After reading The Four Agreements a second time and certain parts of it many more times over the years, I now consider it my “inner peace treaty.” I tend to reach for it when I’m feeling baffled, that my mental health is in question and I need to start from ground zero. The agreements are embellished by stories shared from Ruiz’s rich life and experiences during his process of what I understand to be true enlightenment.
- Be impeccable with your word. This is the urge to be authentic with your voice, as well as truthful and loving. The importance of this is obvious. Honesty is a lonely word. We lie to protect ourselves. We lie to protect others. We lie because we believe the truth will hurt worse than a lie. But mostly we lie when we want things to be different and don’t know how to make them authentically happen. A lot of it starts with words you say to yourself. We can only be truthful with others if we can be brutally honest with ourselves. Not easy sometimes!
- Don’t take anything personally. I believe this is one of the hardest things to accomplish in life. Our egos are huge and we have a difficult time not personalizing absolutely everything. I can only imagine how much happier the world would be if we could manage not to take things personally and understand that nothing anyone does has anything to do with you. For this agreement alone, the book is worth reading. Ruiz writes, “When you are immune to the opinions and actions of others, you won’t be the victim of needless suffering.”

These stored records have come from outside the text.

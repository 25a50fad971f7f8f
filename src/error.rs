use thiserror::Error;

use crate::tracker::RecordId;

#[derive(Error, Debug)]
pub enum TrackerError {
    #[error("Storage error: {0}")]
    Storage(String),

    #[error("I/O error: {0}")]
    Io(#[from] std::io::Error),

    #[error("JSON error: {0}")]
    Json(#[from] serde_json::Error),

    #[error("Invalid calorie amount: '{0}'")]
    InvalidAmount(String),

    #[error("Index {index} out of range for {len} records")]
    IndexOutOfRange { index: usize, len: usize },

    #[error("Record {0} not found")]
    UnknownRecord(RecordId),

    #[error("No element with id '{0}' to mount into")]
    MountPointMissing(String),

    #[error("Tracker is already initialized")]
    AlreadyInitialized,

    #[error("Tracker is not initialized")]
    NotInitialized,
}

pub type Result<T> = std::result::Result<T, TrackerError>;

- Don’t make assumptions. Imagine all of your relationships without misunderstanding. I have a hard time with it, but I’m going to try for just a moment. If we collectively decided to always ask questions and avoid assuming anything at all, the problems of the world would cease because people would have almost nothing to argue about. The trick here is having the patience and confidence to ask questions and once again to be impeccable with your word and say exactly what you mean at all times. If we could do that being human would have new meaning.
- Always do your best. Of course, your best is relative and subject to great change from moment to moment. But the point is to work with what talent and abilities you have and infuse every waking moment with positive energy and truth for your own sake to avoid self-judgment, self-abuse, and especially, to avoid regret. Never mind judgment or abuse or criticism from anyone else because no one should ever take anything personally, according to the second agreement.
Just now, my intuition prompted me to Google “inner peace treaty.” The result is yet another affirmative example for how intuition actually works. Number one on the search list was a book by Chelsea Wakefield, LCSW called Negotiating the Inner Peace Treaty---Becoming the Person You Were Born to Be about Jungian archetypes and living authentically, both fascinating topics, if you ask me. So, it’s obvious that I must now read this book. But the kicker is when I looked up the publisher so I could include it here; it turns out to be Balboa Press, a division of Hay House (as in Louise Hay, the author of You Can Heal Your Life, 1984). Later this year, my first book Chilangos in the House (about the life of a Mexican restaurateur) will be published by Balboa Press.
If there were to be a fifth agreement, it should be to always follow your intuition because it leads you everywhere you need to go.